Publication number: US5883603A
Application number: US08/918,225
Authority: US
Inventors: Hong Seok Kim
Original assignee: Hyundai Electronics Industries Co Ltd
Current assignee: RHODES PERCY H; SK Hynix Inc
Priority date: 1996-09-09
Filing date: 1997-08-25
Publication date: 1999-03-16
Anticipated expiration: 2017-08-25
Also published as: KR100191429B1; KR19980020438A

Abstract

A method for adjusting the radiation direction of an antenna, which uses a plurality of uniformly spaced diffraction gratings formed in the waveguide of the antenna while adjusting the maximum radiation direction of radiation waves emerging from the diffraction gratings and varying the length of crystal lattices in the diffraction gratings, thereby achieving an improvement in the directivity of the radiation waves and an adjustment in the radiation direction of radiation waves. In accordance with this method, it is possible to vary the radiation direction of an electronic wave passing through the antenna by varying the interval of crystal lattices in a region where the diffraction gratings exist. Accordingly, it is possible to obtain a narrow beam width characteristic. The diffraction gratings are made of a piezo-electric material. Using the characteristic of such a piezo-electric material, it is possible to vary the interval of crystal lattices in the diffraction grating region in an electrical manner, thereby adjusting the radiation direction of beams.

Description

BACKGROUND OF THE INVENTION

1. Field of the Invention

The present invention relates to a method for adjusting the maximum radiation direction of a radiation wave by use of diffraction gratings formed on the surface of a dielectric waveguide, and more particularly to a method for adjusting the radiation direction of radiation waves in an antenna, which uses a plurality of uniformly spaced diffraction gratings formed in the waveguide of the antenna while applying voltage to the diffraction gratings to vary the length of crystal lattices in the diffraction gratings, thereby achieving an improvement in the directivity of the radiation waves and an adjustment in the radiation direction of radiation waves.

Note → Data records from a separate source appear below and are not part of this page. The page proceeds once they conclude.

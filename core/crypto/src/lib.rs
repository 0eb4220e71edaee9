//! Cryptographic primitives for Strongbox.
//!
//! This module provides:
//! - The legacy passphrase-keyed XOR cipher used by existing vaults
//! - An opt-in sealed scheme: Argon2id key derivation plus XChaCha20-Poly1305
//! - Session key material with automatic zeroization
//!
//! # Security Guarantees
//! - All key material is automatically zeroized on drop
//! - No plaintext or key material is ever logged
//!
//! The legacy scheme carries no integrity tag and no passphrase verifier.
//! Decrypting with the wrong passphrase succeeds and returns garbage of the
//! original length. Only the sealed scheme can tell a wrong passphrase apart.

pub mod engine;
pub mod kdf;
pub mod keys;
pub mod sealed;
pub mod xor;

pub use engine::{engine_for, open_session_key, CipherEngine, CipherScheme, Keying};
pub use kdf::{derive_key, KdfParams};
pub use keys::{Salt, SessionKey, KEY_LENGTH};
pub use sealed::SealedCipher;
pub use xor::XorCipher;
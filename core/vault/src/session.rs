//! Unlocked-session state.
//!
//! A session exists only while the vault is unlocked. It holds the
//! passphrase, the key material opened from it, and the last-activity
//! instant. Secrets are zeroized when the session is dropped, which the
//! controller does on every lock.

use std::time::Duration;
use tokio::time::Instant;

use strongbox_common::Passphrase;
use strongbox_crypto::SessionKey;

/// Active vault session.
pub struct Session {
    /// Passphrase the session was opened with (zeroized on drop).
    passphrase: Passphrase,
    /// Key material for the vault's cipher scheme (zeroized on drop).
    key: SessionKey,
    /// Last time an operation touched the vault.
    last_activity: Instant,
    /// Lock epoch this session belongs to.
    epoch: u64,
}

impl Session {
    /// Open a session. Activity starts now.
    pub fn open(passphrase: Passphrase, key: SessionKey, epoch: u64) -> Self {
        Self {
            passphrase,
            key,
            last_activity: Instant::now(),
            epoch,
        }
    }

    /// The passphrase this session was opened with.
    ///
    /// # Security
    /// Borrow for a single call; do not copy.
    pub fn passphrase(&self) -> &Passphrase {
        &self.passphrase
    }

    /// Key material for cipher calls.
    pub fn key(&self) -> &SessionKey {
        &self.key
    }

    /// Record activity now.
    pub fn touch(&mut self) {
        self.last_activity = Instant::now();
    }

    /// When the session was last touched.
    pub fn last_activity(&self) -> Instant {
        self.last_activity
    }

    /// Time elapsed since the last activity, as of `now`.
    pub fn idle_for(&self, now: Instant) -> Duration {
        now.saturating_duration_since(self.last_activity)
    }

    /// Lock epoch of this session.
    pub fn epoch(&self) -> u64 {
        self.epoch
    }
}

impl std::fmt::Debug for Session {
    fn fmt(&self, f: &mut std::fmt::Formatter<'_>) -> std::fmt::Result {
        f.debug_struct("Session")
            .field("passphrase", &self.passphrase)
            .field("key", &self.key)
            .field("last_activity", &self.last_activity)
            .field("epoch", &self.epoch)
            .finish()
    }
}
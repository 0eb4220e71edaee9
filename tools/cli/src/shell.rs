//! Interactive session.
//!
//! Keeps the vault open in one process so the auto-lock monitor can lock it
//! behind the user's back. Lock transitions are reported as they happen.

use anyhow::{Context, Result};
use std::io::Write;
use std::time::Duration;
use tokio::io::{AsyncBufReadExt, BufReader, Lines, Stdin};
use tracing::debug;

use strongbox_common::ItemId;
use strongbox_vault::{
    AutoLockMonitor, ItemKind, LockState, MonitorConfig, NewItem, VaultController, VaultHandle,
};

use crate::{print_items, print_revealed, prompt_passphrase};

const HELP: &str = "\
Commands:
  list                      List items
  add <kind> <name>         Add an item (kind: file, folder, note)
  reveal <id>               Print an item's content
  remove <id>               Remove an item
  lock                      Lock the vault
  unlock                    Unlock the vault
  status                    Show lock state and settings
  help                      Show this help
  quit                      Lock and exit";

type InputLines = Lines<BufReader<Stdin>>;

/// Run the session until `quit` or end of input.
pub async fn run(mut controller: VaultController, poll_secs: u64) -> Result<()> {
    if controller.state() == LockState::Uninitialized {
        anyhow::bail!("No vault found. Run `strongbox init` first.");
    }

    let passphrase = tokio::task::spawn_blocking(|| prompt_passphrase("Passphrase: ")).await??;
    controller
        .unlock(&passphrase)
        .await
        .context("Failed to unlock vault")?;
    drop(passphrase);

    let vault = controller.into_handle();
    let mut state_rx = vault.lock().await.subscribe();
    state_rx.borrow_and_update();

    let monitor = AutoLockMonitor::spawn(
        vault.clone(),
        MonitorConfig {
            poll_interval: Duration::from_secs(poll_secs.max(1)),
        },
    );

    println!("Vault unlocked. Type 'help' for commands.");
    let mut lines = BufReader::new(tokio::io::stdin()).lines();

    let mut screen = PromptState::default();

    loop {
        if screen.take_prompt() {
            prompt("strongbox> ");
        }

        let line = tokio::select! {
            changed = state_rx.changed() => {
                if changed.is_err() {
                    break;
                }
                let state = *state_rx.borrow_and_update();
                if screen.on_state_change(state) {
                    println!();
                    println!("Vault locked. Type 'unlock' to continue.");
                }
                continue;
            }
            line = lines.next_line() => line.context("Failed to read input")?,
        };
        screen.on_line();

        let Some(line) = line else {
            break;
        };
        let line = line.trim();
        if line.is_empty() {
            continue;
        }

        let (command, rest) = match line.split_once(char::is_whitespace) {
            Some((command, rest)) => (command, rest.trim()),
            None => (line, ""),
        };
        debug!(command, "Shell command");

        let outcome = match command {
            "quit" | "exit" => break,
            "help" => {
                println!("{}", HELP);
                Ok(())
            }
            "list" | "ls" => {
                print_items(&vault.lock().await.list_items());
                Ok(())
            }
            "status" => status(&vault).await,
            "add" => add(&vault, rest, &mut lines).await,
            "reveal" => reveal(&vault, rest).await,
            "remove" | "rm" => remove(&vault, rest).await,
            "lock" => {
                let mut controller = vault.lock().await;
                if controller.state() == LockState::Unlocked {
                    screen.on_user_lock();
                }
                controller.lock();
                println!("Vault locked.");
                Ok(())
            }
            "unlock" => unlock(&vault).await,
            other => Err(anyhow::anyhow!("Unknown command '{}'. Type 'help'.", other)),
        };

        if let Err(e) = outcome {
            println!("error: {:#}", e);
        }
    }

    vault.lock().await.lock();
    monitor.shutdown().await;
    println!("Vault locked. Goodbye.");
    Ok(())
}

/// Tracks when the prompt needs redrawing.
///
/// State changes the user caused from the prompt arrive on the watch
/// channel too; those must not print a notice or a second prompt.
#[derive(Debug)]
struct PromptState {
    show_prompt: bool,
    user_locked: bool,
}

impl Default for PromptState {
    fn default() -> Self {
        Self {
            show_prompt: true,
            user_locked: false,
        }
    }
}

impl PromptState {
    /// Whether to print the prompt now. Clears the request.
    fn take_prompt(&mut self) -> bool {
        std::mem::take(&mut self.show_prompt)
    }

    /// A line was read and handled.
    fn on_line(&mut self) {
        self.show_prompt = true;
    }

    /// The `lock` command is about to lock the vault.
    fn on_user_lock(&mut self) {
        self.user_locked = true;
    }

    /// A published state change. Returns whether to print the lock notice.
    fn on_state_change(&mut self, state: LockState) -> bool {
        let notify = state == LockState::Locked && !self.user_locked;
        self.user_locked = false;
        if notify {
            self.show_prompt = true;
        }
        notify
    }
}

fn prompt(text: &str) {
    print!("{}", text);
    let _ = std::io::stdout().flush();
}

async fn read_field(lines: &mut InputLines, label: &str) -> Result<String> {
    prompt(label);
    let line = lines
        .next_line()
        .await
        .context("Failed to read input")?
        .unwrap_or_default();
    Ok(line.trim().to_string())
}

async fn status(vault: &VaultHandle) -> Result<()> {
    let controller = vault.lock().await;
    println!("  State: {}", controller.state());
    if let Some(settings) = controller.settings() {
        if settings.auto_lock_enabled {
            println!("  Auto-lock: after {} min", settings.auto_lock_timeout_minutes);
        } else {
            println!("  Auto-lock: off");
        }
    }
    if controller.is_dirty() {
        println!("  Unsaved changes: yes (last save failed)");
    }
    Ok(())
}

async fn add(vault: &VaultHandle, args: &str, lines: &mut InputLines) -> Result<()> {
    let (kind, name) = args
        .split_once(char::is_whitespace)
        .context("Usage: add <kind> <name>")?;
    let kind: ItemKind = kind.parse()?;

    let description = read_field(lines, "Description: ").await?;
    let tags = read_field(lines, "Tags (comma separated): ").await?;
    let content = read_field(lines, "Content: ").await?;

    let item = NewItem::new(name.trim(), kind, content.as_str())
        .description(description)
        .tags(tags.split(','));

    let metadata = vault.lock().await.add_item(item).await?;
    println!("Item added: {}", metadata.id);
    Ok(())
}

async fn reveal(vault: &VaultHandle, args: &str) -> Result<()> {
    let id = ItemId::new(args).context("Usage: reveal <id>")?;
    let revealed = vault.lock().await.reveal_item(&id)?;
    print_revealed(&revealed.content);
    Ok(())
}

async fn remove(vault: &VaultHandle, args: &str) -> Result<()> {
    let id = ItemId::new(args).context("Usage: remove <id>")?;
    if vault.lock().await.remove_item(&id).await? {
        println!("Item removed: {}", id);
    } else {
        println!("No item with id {}.", id);
    }
    Ok(())
}

async fn unlock(vault: &VaultHandle) -> Result<()> {
    if vault.lock().await.state() == LockState::Unlocked {
        println!("Vault is already unlocked.");
        return Ok(());
    }

    let passphrase = tokio::task::spawn_blocking(|| prompt_passphrase("Passphrase: ")).await??;
    vault.lock().await.unlock(&passphrase).await?;
    println!("Vault unlocked.");
    Ok(())
}
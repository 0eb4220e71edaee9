//! Common types used throughout Strongbox.

use serde::{Deserialize, Serialize};
use std::fmt;
use subtle::ConstantTimeEq;
use uuid::Uuid;
use zeroize::{Zeroize, ZeroizeOnDrop};

/// Minimum passphrase length, in characters, accepted at vault creation.
pub const MIN_PASSPHRASE_LEN: usize = 8;

/// Unique identifier for a vault item.
#[derive(Debug, Clone, PartialEq, Eq, Hash, PartialOrd, Ord, Serialize, Deserialize)]
pub struct ItemId(String);

impl ItemId {
    /// Create an ItemId from an existing string.
    ///
    /// # Errors
    /// - Returns error if id is empty
    pub fn new(id: impl Into<String>) -> crate::Result<Self> {
        let id = id.into();
        if id.is_empty() {
            return Err(crate::Error::InvalidItem(
                "Item id cannot be empty".to_string(),
            ));
        }
        Ok(Self(id))
    }

    /// Generate a fresh random id.
    pub fn generate() -> Self {
        Self(Uuid::new_v4().to_string())
    }

    /// Get the inner string value.
    pub fn as_str(&self) -> &str {
        &self.0
    }
}

impl fmt::Display for ItemId {
    fn fmt(&self, f: &mut fmt::Formatter<'_>) -> fmt::Result {
        write!(f, "{}", self.0)
    }
}

/// User-supplied passphrase. Zeroized on drop and never printed.
#[derive(Clone, Zeroize, ZeroizeOnDrop)]
pub struct Passphrase(String);

impl Passphrase {
    /// Wrap a passphrase string.
    pub fn new(passphrase: impl Into<String>) -> Self {
        Self(passphrase.into())
    }

    /// Get the passphrase as a string slice.
    ///
    /// # Security
    /// The returned slice should be used immediately and not stored.
    pub fn as_str(&self) -> &str {
        &self.0
    }

    /// Get the UTF-8 bytes of the passphrase.
    pub fn as_bytes(&self) -> &[u8] {
        self.0.as_bytes()
    }

    /// Length in characters, the unit the minimum length is checked in.
    pub fn char_len(&self) -> usize {
        self.0.chars().count()
    }

    /// Check if empty.
    pub fn is_empty(&self) -> bool {
        self.0.is_empty()
    }

    /// Constant-time equality, used for confirmation checks.
    pub fn matches(&self, other: &Passphrase) -> bool {
        self.as_bytes().ct_eq(other.as_bytes()).into()
    }
}

impl From<String> for Passphrase {
    fn from(value: String) -> Self {
        Self::new(value)
    }
}

impl From<&str> for Passphrase {
    fn from(value: &str) -> Self {
        Self::new(value)
    }
}

impl fmt::Debug for Passphrase {
    fn fmt(&self, f: &mut fmt::Formatter<'_>) -> fmt::Result {
        write!(f, "Passphrase([REDACTED])")
    }
}

/// Decrypted item content. Zeroized on drop.
///
/// Content is kept as bytes: decrypting with the wrong legacy passphrase
/// succeeds but rarely yields valid UTF-8.
#[derive(Clone, PartialEq, Eq, Zeroize, ZeroizeOnDrop)]
pub struct Plaintext(Vec<u8>);

impl Plaintext {
    /// Create new plaintext bytes.
    pub fn new(data: Vec<u8>) -> Self {
        Self(data)
    }

    /// Get a reference to the inner bytes.
    pub fn as_bytes(&self) -> &[u8] {
        &self.0
    }

    /// Borrow as UTF-8, if the content is valid UTF-8.
    pub fn as_str(&self) -> Option<&str> {
        std::str::from_utf8(&self.0).ok()
    }

    /// Lossy UTF-8 rendering for display.
    pub fn to_string_lossy(&self) -> String {
        String::from_utf8_lossy(&self.0).into_owned()
    }

    /// Get the length in bytes.
    pub fn len(&self) -> usize {
        self.0.len()
    }

    /// Check if empty.
    pub fn is_empty(&self) -> bool {
        self.0.is_empty()
    }
}

impl From<&str> for Plaintext {
    fn from(value: &str) -> Self {
        Self(value.as_bytes().to_vec())
    }
}

impl fmt::Debug for Plaintext {
    fn fmt(&self, f: &mut fmt::Formatter<'_>) -> fmt::Result {
        write!(f, "Plaintext([REDACTED; {} bytes])", self.0.len())
    }
}
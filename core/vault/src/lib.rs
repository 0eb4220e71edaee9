//! Vault engine for Strongbox.
//!
//! This module provides:
//! - The lock/unlock/create state machine ([`VaultController`])
//! - Item storage with per-item encrypted payloads ([`VaultItemStore`])
//! - Session handling with zeroized secrets ([`Session`])
//! - The inactivity auto-lock monitor ([`AutoLockMonitor`])
//!
//! # Architecture
//! The controller owns the record and the session. Every item operation
//! goes through it and is refused unless the vault is unlocked. Item
//! metadata stays listable while locked; content never does.

pub mod controller;
pub mod items;
pub mod monitor;
pub mod persistence;
pub mod record;
pub mod session;

pub use controller::{LockState, NewVaultScheme, VaultController, VaultHandle};
pub use items::{NewItem, Revealed, VaultItemStore};
pub use monitor::{AutoLockMonitor, MonitorConfig, MonitorHandle};
pub use persistence::PersistenceAdapter;
pub use record::{ItemKind, ItemMetadata, VaultItem, VaultRecord, VaultSettings};
pub use session::Session;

2. Description of the Prior Art

Generally, antennas are conductors installed in the air to radiate or absorb electric waves. Such antennas are classified into those for the purpose of transmission and those for the purpose of reception in terms of their use purposes. In terms of the wavelength of an electric wave used, such antennas are also classified into those for medium frequency wave, those for short wave, and those for very high frequency wave. These antennas of different types have different operating principles and configurations, respectively. Such antennas are also classified into directional antennas and non-directional antennas in accordance with the radiation characteristic of an electric wave used. Also, such antennas have a variety of shapes, for example, I, T, and inverted-L shapes, etc.

FIG. 1 is a sectional view illustrating an antenna system which uses a dielectric waveguide having a conventional travelling-wave antenna configuration. The antenna system includes a tuning stub 1 arranged at the intermediate portion of the waveguide. The tuning stub 1 serves as a short circuit plate for matching a coaxial feed line 2 with a load. The coaxial feed line 2 consists of a coaxial cable and extends through the waveguide. The coaxial feed line 2 connects the antenna to a transmitter or receiver to feed electric power therebetween. The waveguide, which is denoted by the reference numeral 3, is a circular metal tubing waveguide having a hollow circular metal tube construction and serving as a high-pass filter. That is, the circular metal tubing waveguide 3 has a certain cut-off wavelength in a guide mode so that it prevents waves having a wavelength longer than the cut-off wavelength from passing therethrough. The waveguide 3 carries out a propagation at a guide wavelength different from an excitation wavelength therein. A polystyrene material, which is a typical material for antennas, fills the interior of the circular metal tubing waveguide 3. The polystyrene member 4 protrudes outwardly from the circular metal tubing wave guide 3.

In this antenna configuration, transmission/reception microwaves are axially input/output through the circuit metal tubing waveguide 3. The tuning stub 1 matches the circular metal tubing waveguide 3 with the coaxial feed line 2 serving as an electric power passage between the transmitter/receiver and the antenna. The circular metal tubing waveguide 3, the coaxial feed line 2, the end portion of the waveguide and the protruded portion of the polystyrene member 4 are set by different wavelengths, respectively, to obtain a travel of waves of appropriate wavelengths for a transmission of microwaves.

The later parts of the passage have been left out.